Posted on:2004-05-19Degree:Ph.DType:Dissertation
University:Stanford UniversityCandidate:Kaplan, Gregory EthanFull Text:PDF
GTID:1455390011955077Subject:religion
Abstract/Summary:
The contested trope of “hallowing daily life” sparks fresh readings of Martin Buber (1878–1965) and Franz Rosenzweig (1886–1929). This dissertation maintains that these preeminent thinkers sought, though failed, to prove that modern Jewish culture renders the ‘wholly other’ God as holiness within daily life here and now. Notably, the trope organizes and complicates these thinkers' writings and debates on individuality and community, ritual and language, metaphysics and ethics, epistemology and ontology, politics and theology. For both thinkers, modernization and secularization exacerbate a problem in Jewish thought: how to separate and relate God and the world. While God seems removed from ordinary affairs even for observant sectors of modern Jewry, still other, often more ‘profane’ thinkers allegedly find God in proximity, amidst the sensuous and the corporeal. Indeed the focus on “daily life,” so vital to Weimar German thought as (modest) consolation for intellectual crises and social dislocations, implies that conditional, limited realities affect, shape, realize or exhibit otherwise supreme ideals. Hence the “hallowing of daily life” suggests that the banal (trivial, taken-for-granted) is sublime (refined, exalted). But can and should reality properly guide or follow the ideal? Buber and Rosenzweig answer divergently, and tendentiously, that (a given, mutable) culture is either the fulcrum binding or the wedge dividing materiality and spirituality, finitude and infinity, temporality and eternity.
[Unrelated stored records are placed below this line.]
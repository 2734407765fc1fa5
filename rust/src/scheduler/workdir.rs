//! File operations on chain working directories and job archives.
//!
//! `wipe` is destructive. Callers must have verified the dependency files and
//! the chain's free state before calling it.

use std::fs;
use std::path::{Path, PathBuf};
use walkdir::WalkDir;

use crate::error::{PostboxError, Result};
use crate::models::ChainNumber;

pub const CARDS_FILE: &str = "CARDS";
pub const MODEL_FILE: &str = "MODEL";
/// Copy of the predecessor's model the new run warm-starts from.
pub const PREVIOUS_MODEL_FILE: &str = "MODEL_OLD";

/// Files a completed model must provide to seed a new run.
pub const REQUIRED_FILES: [&str; 9] = [
    CARDS_FILE,
    "DATOM",
    "FEDAT",
    "FEDAT_FORMAL",
    "FGRID",
    "FORMAL_CARDS",
    MODEL_FILE,
    "NEWDATOM_INPUT",
    "NEWFORMAL_CARDS_INPUT",
];

/// Top-level chain directory entries not worth archiving.
pub const ARCHIVE_EXCLUDE: [&str; 3] = [PREVIOUS_MODEL_FILE, "next_job", "next_jobz"];

/// Per-chain output logs, as `(stem, extension)`. The toolchain names them
/// `<stem><chain>.<ext>`; archives store them as `<stem>.<ext>`.
pub const OUTPUT_LOGS: [(&str, &str); 5] = [
    ("wrstart", "out"),
    ("wruniq", "out"),
    ("wruniq", "cpr"),
    ("formal", "out"),
    ("formal", "plot"),
];

/// Required files absent from `dir`.
pub fn missing_files(dir: &Path) -> Vec<&'static str> {
    REQUIRED_FILES
        .iter()
        .copied()
        .filter(|name| !dir.join(name).is_file())
        .collect()
}

/// Remove every file and subdirectory inside `dir`, creating it if absent.
pub fn wipe(dir: &Path) -> Result<()> {
    fs::create_dir_all(dir).map_err(|e| PostboxError::io(dir, e))?;
    let entries = fs::read_dir(dir).map_err(|e| PostboxError::io(dir, e))?;
    for entry in entries {
        let entry = entry.map_err(|e| PostboxError::io(dir, e))?;
        let path = entry.path();
        let file_type = entry.file_type().map_err(|e| PostboxError::io(&path, e))?;
        let removed = if file_type.is_dir() {
            fs::remove_dir_all(&path)
        } else {
            fs::remove_file(&path)
        };
        removed.map_err(|e| PostboxError::io(&path, e))?;
    }
    Ok(())
}

/// Fill a wiped chain directory from a completed model.
///
/// `cards` is written as the new CARDS; the other required files are copied
/// and the model is duplicated as the warm-start model.
pub fn populate(source: &Path, chain_dir: &Path, cards: &str) -> Result<()> {
    let cards_path = chain_dir.join(CARDS_FILE);
    fs::write(&cards_path, cards).map_err(|e| PostboxError::io(&cards_path, e))?;

    for name in REQUIRED_FILES.iter().filter(|n| **n != CARDS_FILE) {
        copy_file(&source.join(name), &chain_dir.join(name))?;
    }
    copy_file(
        &source.join(MODEL_FILE),
        &chain_dir.join(PREVIOUS_MODEL_FILE),
    )
}

/// Archive a finished chain into `dest`.
///
/// Copies the chain directory (minus `ARCHIVE_EXCLUDE`) and then the chain's
/// output logs from `output_root`. Returns the names of logs that were absent.
pub fn archive(
    chain_dir: &Path,
    dest: &Path,
    output_root: &Path,
    chain: ChainNumber,
) -> Result<Vec<String>> {
    fs::create_dir_all(dest).map_err(|e| PostboxError::io(dest, e))?;
    copy_tree(chain_dir, dest, &ARCHIVE_EXCLUDE)?;

    let mut missing = Vec::new();
    for (stem, ext) in OUTPUT_LOGS {
        let source = output_root.join(format!("{}{}.{}", stem, chain, ext));
        if !source.is_file() {
            missing.push(source.display().to_string());
            continue;
        }
        copy_file(&source, &dest.join(format!("{}.{}", stem, ext)))?;
    }
    Ok(missing)
}

fn copy_tree(src: &Path, dst: &Path, exclude: &[&str]) -> Result<()> {
    let walker = WalkDir::new(src).follow_links(false).into_iter().filter_entry(|e| {
        let rel = e.path().strip_prefix(src).unwrap_or(e.path());
        rel.as_os_str().is_empty() || !exclude.iter().any(|ex| rel == Path::new(ex))
    });

    for entry in walker {
        let entry = entry.map_err(|e| {
            let path = e.path().map(Path::to_path_buf).unwrap_or_else(|| src.to_path_buf());
            PostboxError::io(path, e.into())
        })?;
        let rel = match entry.path().strip_prefix(src) {
            Ok(rel) if !rel.as_os_str().is_empty() => rel,
            _ => continue,
        };
        let target: PathBuf = dst.join(rel);
        if entry.file_type().is_dir() {
            fs::create_dir_all(&target).map_err(|e| PostboxError::io(&target, e))?;
        } else {
            copy_file(entry.path(), &target)?;
        }
    }
    Ok(())
}

/// Copy one entry. Symlinks are recreated as links, never followed.
fn copy_file(from: &Path, to: &Path) -> Result<()> {
    let meta = fs::symlink_metadata(from).map_err(|e| PostboxError::io(from, e))?;
    if !meta.file_type().is_symlink() {
        return fs::copy(from, to)
            .map(|_| ())
            .map_err(|e| PostboxError::io(from, e));
    }

    let link = fs::read_link(from).map_err(|e| PostboxError::io(from, e))?;
    // A leftover from an interrupted archive would make symlink() fail.
    if fs::symlink_metadata(to).is_ok() {
        fs::remove_file(to).map_err(|e| PostboxError::io(to, e))?;
    }
    make_symlink(&link, to).map_err(|e| PostboxError::io(to, e))
}

#[cfg(unix)]
fn make_symlink(link: &Path, to: &Path) -> std::io::Result<()> {
    std::os::unix::fs::symlink(link, to)
}

#[cfg(not(unix))]
fn make_symlink(link: &Path, to: &Path) -> std::io::Result<()> {
    fs::copy(link, to).map(|_| ())
}
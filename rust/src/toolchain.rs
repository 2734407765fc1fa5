//! Interface to the external simulation toolchain.
//!
//! The toolchain owns the live chain pool. Everything here blocks until the
//! external process exits; there is no timeout.

use indexmap::IndexMap;
use regex::Regex;
use std::process::Command;
use std::sync::LazyLock;

use crate::error::{PostboxError, Result};
use crate::models::ChainNumber;
use crate::{log_debug, log_warn};

/// Occupancy per host: `host -> (occupied cores, total cores)`, in report order.
pub type Occupancy = IndexMap<String, (u32, u32)>;

static OCCUPANCY_LINE: LazyLock<Regex> = LazyLock::new(|| {
    Regex::new(r"HOST = (.+) \(.+ ([0-9]+) active PoWR programs, ([0-9]+) Cores available")
        .expect("occupancy pattern is valid")
});

/// Operations the scheduler needs from the external toolchain.
pub trait Toolchain {
    /// Raw output of the chain status query.
    fn status(&self) -> Result<String>;

    /// Replace the label of `chain` in the live system.
    fn set_label(&mut self, chain: ChainNumber, label: &str) -> Result<()>;

    /// Start the run on `chain` on machine `host`.
    fn submit(&mut self, chain: ChainNumber, host: &str) -> Result<()>;

    /// Raw output of the machine occupancy query.
    fn occupancy(&self) -> Result<String>;
}

/// Toolchain backed by the PoWR `*.com` scripts.
#[derive(Clone, Debug)]
pub struct PowrToolchain {
    /// Prepended verbatim to each script name.
    proc_prefix: String,
    verbosity: u8,
}

impl PowrToolchain {
    pub fn new(proc_prefix: impl Into<String>, verbosity: u8) -> Self {
        Self {
            proc_prefix: proc_prefix.into(),
            verbosity,
        }
    }

    fn run(&self, script: &str, args: &[&str]) -> Result<String> {
        let program = format!("{}{}", self.proc_prefix, script);
        log_debug!(self.verbosity, "[TOOLCHAIN] {} {:?}", program, args);

        let output = Command::new(&program)
            .args(args)
            .output()
            .map_err(|source| PostboxError::Tool {
                command: program.clone(),
                source,
            })?;

        // A failing script is indistinguishable from one that reports nothing.
        if !output.status.success() {
            log_warn!(
                "[TOOLCHAIN] Warning! {} {:?} exited with {}: {}",
                program,
                args,
                output.status,
                String::from_utf8_lossy(&output.stderr).trim()
            );
        }
        Ok(String::from_utf8_lossy(&output.stdout).into_owned())
    }
}

impl Toolchain for PowrToolchain {
    fn status(&self) -> Result<String> {
        self.run("status.com", &[])
    }

    fn set_label(&mut self, chain: ChainNumber, label: &str) -> Result<()> {
        let target = format!("wruniq{}", chain);
        self.run("status.com", &["name", &target, label]).map(|_| ())
    }

    fn submit(&mut self, chain: ChainNumber, host: &str) -> Result<()> {
        let run_id = format!("wrstart{}", chain);
        let destination = format!("to-{}", host);
        self.run("submit.com", &[&run_id, &destination]).map(|_| ())
    }

    fn occupancy(&self) -> Result<String> {
        self.run("psx.com", &["all"])
    }
}

/// Parse occupancy query output.
///
/// Only a `HOST` line immediately followed (among HOST/Efficiency lines) by an
/// `Efficiency` line forms a record; unmatched records are dropped.
pub fn parse_occupancy(output: &str) -> Occupancy {
    let relevant: Vec<&str> = output
        .lines()
        .filter(|line| line.contains("HOST") || line.contains("Efficiency"))
        .collect();

    let mut occupancy = Occupancy::default();
    for pair in relevant.windows(2) {
        let (host_line, usage_line) = (pair[0], pair[1]);
        if !(host_line.contains("HOST") && usage_line.contains("Efficiency")) {
            continue;
        }
        let joined = format!("{} {}", host_line, usage_line);
        let Some(caps) = OCCUPANCY_LINE.captures(&joined) else {
            continue;
        };
        let (Ok(occupied), Ok(total)) = (caps[2].parse::<u32>(), caps[3].parse::<u32>()) else {
            continue;
        };
        occupancy.insert(caps[1].trim().to_string(), (occupied, total));
    }
    occupancy
}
I argue that the ambiguities of Jewry's involvement modernity, and of the self's engagement with others, enmesh these thinkers' positions in a tension. Cultural artifacts (history, performance, and text) equally align and fracture life's contents, erect and demolish life's boundaries. This evidences a double paradox: holiness is separate from and whole for, whereas everydayness is integral with and partial to life. I conclude that any attempt to portray concrete, mundane life as if it entails ultimate meaning and absolute value founders theologically even as it serves agendas politically.